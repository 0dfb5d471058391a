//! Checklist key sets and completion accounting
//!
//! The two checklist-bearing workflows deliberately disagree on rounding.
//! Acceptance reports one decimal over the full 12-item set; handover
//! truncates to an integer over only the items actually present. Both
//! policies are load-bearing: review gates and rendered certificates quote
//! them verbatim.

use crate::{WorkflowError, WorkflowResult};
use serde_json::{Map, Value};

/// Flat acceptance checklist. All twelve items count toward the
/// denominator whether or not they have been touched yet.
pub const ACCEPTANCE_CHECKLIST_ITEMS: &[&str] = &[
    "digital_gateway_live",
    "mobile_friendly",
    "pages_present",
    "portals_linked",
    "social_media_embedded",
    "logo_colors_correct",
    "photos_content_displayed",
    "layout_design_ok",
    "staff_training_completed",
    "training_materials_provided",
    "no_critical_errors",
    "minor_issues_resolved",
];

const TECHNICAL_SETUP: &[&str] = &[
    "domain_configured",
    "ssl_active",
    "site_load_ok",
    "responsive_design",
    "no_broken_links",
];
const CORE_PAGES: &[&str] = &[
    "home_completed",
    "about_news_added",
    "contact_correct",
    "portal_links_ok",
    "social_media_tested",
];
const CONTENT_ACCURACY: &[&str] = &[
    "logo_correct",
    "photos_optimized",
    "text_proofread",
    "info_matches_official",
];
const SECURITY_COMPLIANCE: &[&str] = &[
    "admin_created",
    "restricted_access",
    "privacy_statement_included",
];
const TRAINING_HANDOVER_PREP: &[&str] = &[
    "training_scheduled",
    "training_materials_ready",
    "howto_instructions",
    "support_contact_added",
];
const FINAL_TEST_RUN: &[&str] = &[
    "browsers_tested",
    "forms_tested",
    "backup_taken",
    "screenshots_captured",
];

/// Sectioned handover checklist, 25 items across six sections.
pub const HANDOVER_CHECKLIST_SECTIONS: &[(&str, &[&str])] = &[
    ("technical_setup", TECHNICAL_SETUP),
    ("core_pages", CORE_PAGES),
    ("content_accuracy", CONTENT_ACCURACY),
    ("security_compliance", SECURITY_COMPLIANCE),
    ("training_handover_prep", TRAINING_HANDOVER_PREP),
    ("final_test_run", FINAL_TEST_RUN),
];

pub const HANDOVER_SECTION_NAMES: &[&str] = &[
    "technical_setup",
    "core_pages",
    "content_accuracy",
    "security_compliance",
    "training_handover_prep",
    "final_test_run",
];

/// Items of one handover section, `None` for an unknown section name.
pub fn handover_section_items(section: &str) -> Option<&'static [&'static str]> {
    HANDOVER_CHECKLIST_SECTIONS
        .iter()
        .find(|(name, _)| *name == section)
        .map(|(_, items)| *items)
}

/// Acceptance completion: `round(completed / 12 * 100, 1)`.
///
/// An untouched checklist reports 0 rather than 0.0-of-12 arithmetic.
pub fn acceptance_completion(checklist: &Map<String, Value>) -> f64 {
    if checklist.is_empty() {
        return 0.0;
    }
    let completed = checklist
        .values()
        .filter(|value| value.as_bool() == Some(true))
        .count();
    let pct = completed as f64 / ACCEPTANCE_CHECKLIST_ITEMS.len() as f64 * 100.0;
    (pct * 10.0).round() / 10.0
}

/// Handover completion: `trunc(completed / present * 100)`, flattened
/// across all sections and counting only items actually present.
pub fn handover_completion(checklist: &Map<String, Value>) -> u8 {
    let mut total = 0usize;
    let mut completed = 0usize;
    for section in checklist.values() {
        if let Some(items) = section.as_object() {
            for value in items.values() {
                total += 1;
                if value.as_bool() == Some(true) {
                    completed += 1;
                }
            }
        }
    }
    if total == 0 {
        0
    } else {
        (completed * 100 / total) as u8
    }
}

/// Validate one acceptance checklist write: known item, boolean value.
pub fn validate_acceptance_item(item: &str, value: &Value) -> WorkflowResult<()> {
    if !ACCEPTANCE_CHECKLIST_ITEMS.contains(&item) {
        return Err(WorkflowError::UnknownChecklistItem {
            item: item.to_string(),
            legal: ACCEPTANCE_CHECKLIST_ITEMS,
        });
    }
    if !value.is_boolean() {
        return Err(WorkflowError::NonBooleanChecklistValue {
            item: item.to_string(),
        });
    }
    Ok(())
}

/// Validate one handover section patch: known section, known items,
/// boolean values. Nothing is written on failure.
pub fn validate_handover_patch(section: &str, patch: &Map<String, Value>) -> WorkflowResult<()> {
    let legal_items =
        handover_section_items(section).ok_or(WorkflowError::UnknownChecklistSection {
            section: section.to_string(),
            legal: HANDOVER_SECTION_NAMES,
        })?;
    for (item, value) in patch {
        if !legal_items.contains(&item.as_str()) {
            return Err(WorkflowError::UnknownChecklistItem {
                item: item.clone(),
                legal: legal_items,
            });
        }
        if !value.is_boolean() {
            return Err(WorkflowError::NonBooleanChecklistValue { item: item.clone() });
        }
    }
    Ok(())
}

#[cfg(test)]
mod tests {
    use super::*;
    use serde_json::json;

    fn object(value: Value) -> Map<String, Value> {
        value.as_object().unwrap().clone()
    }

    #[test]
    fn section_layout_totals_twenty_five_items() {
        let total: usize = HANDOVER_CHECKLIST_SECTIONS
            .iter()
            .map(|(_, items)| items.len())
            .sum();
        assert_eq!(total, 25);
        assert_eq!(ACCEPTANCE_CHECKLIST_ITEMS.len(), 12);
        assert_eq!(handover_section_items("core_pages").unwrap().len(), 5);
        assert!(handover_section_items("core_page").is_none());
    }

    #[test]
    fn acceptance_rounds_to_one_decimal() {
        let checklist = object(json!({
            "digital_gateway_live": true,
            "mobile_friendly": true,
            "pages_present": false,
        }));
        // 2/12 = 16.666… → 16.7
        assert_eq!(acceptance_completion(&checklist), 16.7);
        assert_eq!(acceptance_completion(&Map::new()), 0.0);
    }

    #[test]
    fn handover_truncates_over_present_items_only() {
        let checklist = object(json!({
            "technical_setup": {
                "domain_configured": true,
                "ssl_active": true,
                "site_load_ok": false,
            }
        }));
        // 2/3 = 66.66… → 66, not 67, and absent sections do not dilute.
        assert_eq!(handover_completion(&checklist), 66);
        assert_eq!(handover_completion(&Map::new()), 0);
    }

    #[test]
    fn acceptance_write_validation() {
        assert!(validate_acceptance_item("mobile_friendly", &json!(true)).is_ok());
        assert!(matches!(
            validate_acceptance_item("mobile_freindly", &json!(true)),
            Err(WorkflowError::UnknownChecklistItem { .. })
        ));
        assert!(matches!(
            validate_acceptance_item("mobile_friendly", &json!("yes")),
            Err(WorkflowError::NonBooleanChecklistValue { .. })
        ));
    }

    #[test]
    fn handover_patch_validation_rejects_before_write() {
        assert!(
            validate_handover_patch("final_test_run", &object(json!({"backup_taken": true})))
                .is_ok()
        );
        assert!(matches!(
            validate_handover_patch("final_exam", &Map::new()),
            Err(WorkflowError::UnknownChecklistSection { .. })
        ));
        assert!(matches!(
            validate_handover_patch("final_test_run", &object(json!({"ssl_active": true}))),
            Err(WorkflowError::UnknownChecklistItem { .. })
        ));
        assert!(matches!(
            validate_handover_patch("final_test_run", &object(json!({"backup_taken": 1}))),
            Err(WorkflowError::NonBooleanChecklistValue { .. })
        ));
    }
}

=-=-=-=-=

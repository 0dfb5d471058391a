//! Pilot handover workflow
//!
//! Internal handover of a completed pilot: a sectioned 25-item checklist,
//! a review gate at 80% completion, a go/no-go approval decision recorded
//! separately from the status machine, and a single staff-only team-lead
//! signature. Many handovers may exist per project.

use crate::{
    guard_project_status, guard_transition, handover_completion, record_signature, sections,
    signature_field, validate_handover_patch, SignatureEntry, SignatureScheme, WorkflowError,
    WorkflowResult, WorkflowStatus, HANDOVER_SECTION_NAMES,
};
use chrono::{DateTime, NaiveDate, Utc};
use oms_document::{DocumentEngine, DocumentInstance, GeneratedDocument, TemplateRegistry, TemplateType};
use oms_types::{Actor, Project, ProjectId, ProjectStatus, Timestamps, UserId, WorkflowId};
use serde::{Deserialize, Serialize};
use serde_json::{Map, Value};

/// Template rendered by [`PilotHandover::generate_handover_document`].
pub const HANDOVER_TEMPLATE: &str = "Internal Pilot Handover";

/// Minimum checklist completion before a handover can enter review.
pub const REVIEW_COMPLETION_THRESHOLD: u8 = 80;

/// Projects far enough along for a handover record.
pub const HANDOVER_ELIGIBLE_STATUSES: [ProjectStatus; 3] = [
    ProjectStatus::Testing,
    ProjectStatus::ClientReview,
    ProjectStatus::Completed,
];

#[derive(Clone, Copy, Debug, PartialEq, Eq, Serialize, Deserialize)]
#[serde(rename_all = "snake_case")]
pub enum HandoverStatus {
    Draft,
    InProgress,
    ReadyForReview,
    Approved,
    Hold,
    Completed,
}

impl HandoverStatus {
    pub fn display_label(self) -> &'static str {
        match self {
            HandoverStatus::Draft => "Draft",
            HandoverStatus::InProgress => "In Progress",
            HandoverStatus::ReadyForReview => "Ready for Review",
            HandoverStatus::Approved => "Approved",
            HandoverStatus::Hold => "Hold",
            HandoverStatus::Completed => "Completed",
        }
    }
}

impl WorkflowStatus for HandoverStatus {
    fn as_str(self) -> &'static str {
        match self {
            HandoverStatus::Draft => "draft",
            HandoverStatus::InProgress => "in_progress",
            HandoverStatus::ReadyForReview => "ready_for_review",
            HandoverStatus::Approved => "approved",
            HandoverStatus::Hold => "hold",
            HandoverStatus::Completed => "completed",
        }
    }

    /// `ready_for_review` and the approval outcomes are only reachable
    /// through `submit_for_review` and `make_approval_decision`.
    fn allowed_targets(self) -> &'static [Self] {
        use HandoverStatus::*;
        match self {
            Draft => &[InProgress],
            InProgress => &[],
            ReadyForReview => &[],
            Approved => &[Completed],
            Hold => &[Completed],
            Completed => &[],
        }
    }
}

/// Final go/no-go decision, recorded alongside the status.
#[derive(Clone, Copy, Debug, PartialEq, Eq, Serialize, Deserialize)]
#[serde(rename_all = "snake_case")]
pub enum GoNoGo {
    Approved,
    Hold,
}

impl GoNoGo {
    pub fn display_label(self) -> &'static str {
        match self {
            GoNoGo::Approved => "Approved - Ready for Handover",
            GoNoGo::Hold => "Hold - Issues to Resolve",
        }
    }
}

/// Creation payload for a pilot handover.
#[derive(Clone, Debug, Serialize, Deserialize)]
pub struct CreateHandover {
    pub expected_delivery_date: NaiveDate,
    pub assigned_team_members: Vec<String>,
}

=-=-=-=-=

## TO DO
Out of the material above, output word for word the line with "use super::*;", the line with "16.666… → 16.7", and all lines between them, with nothing else.

## OUTPUT OF THE EXERCISE
    use super::*;
    use serde_json::json;

    fn object(value: Value) -> Map<String, Value> {
        value.as_object().unwrap().clone()
    }

    #[test]
    fn section_layout_totals_twenty_five_items() {
        let total: usize = HANDOVER_CHECKLIST_SECTIONS
            .iter()
            .map(|(_, items)| items.len())
            .sum();
        assert_eq!(total, 25);
        assert_eq!(ACCEPTANCE_CHECKLIST_ITEMS.len(), 12);
        assert_eq!(handover_section_items("core_pages").unwrap().len(), 5);
        assert!(handover_section_items("core_page").is_none());
    }

    #[test]
    fn acceptance_rounds_to_one_decimal() {
        let checklist = object(json!({
            "digital_gateway_live": true,
            "mobile_friendly": true,
            "pages_present": false,
        }));
        // 2/12 = 16.666… → 16.7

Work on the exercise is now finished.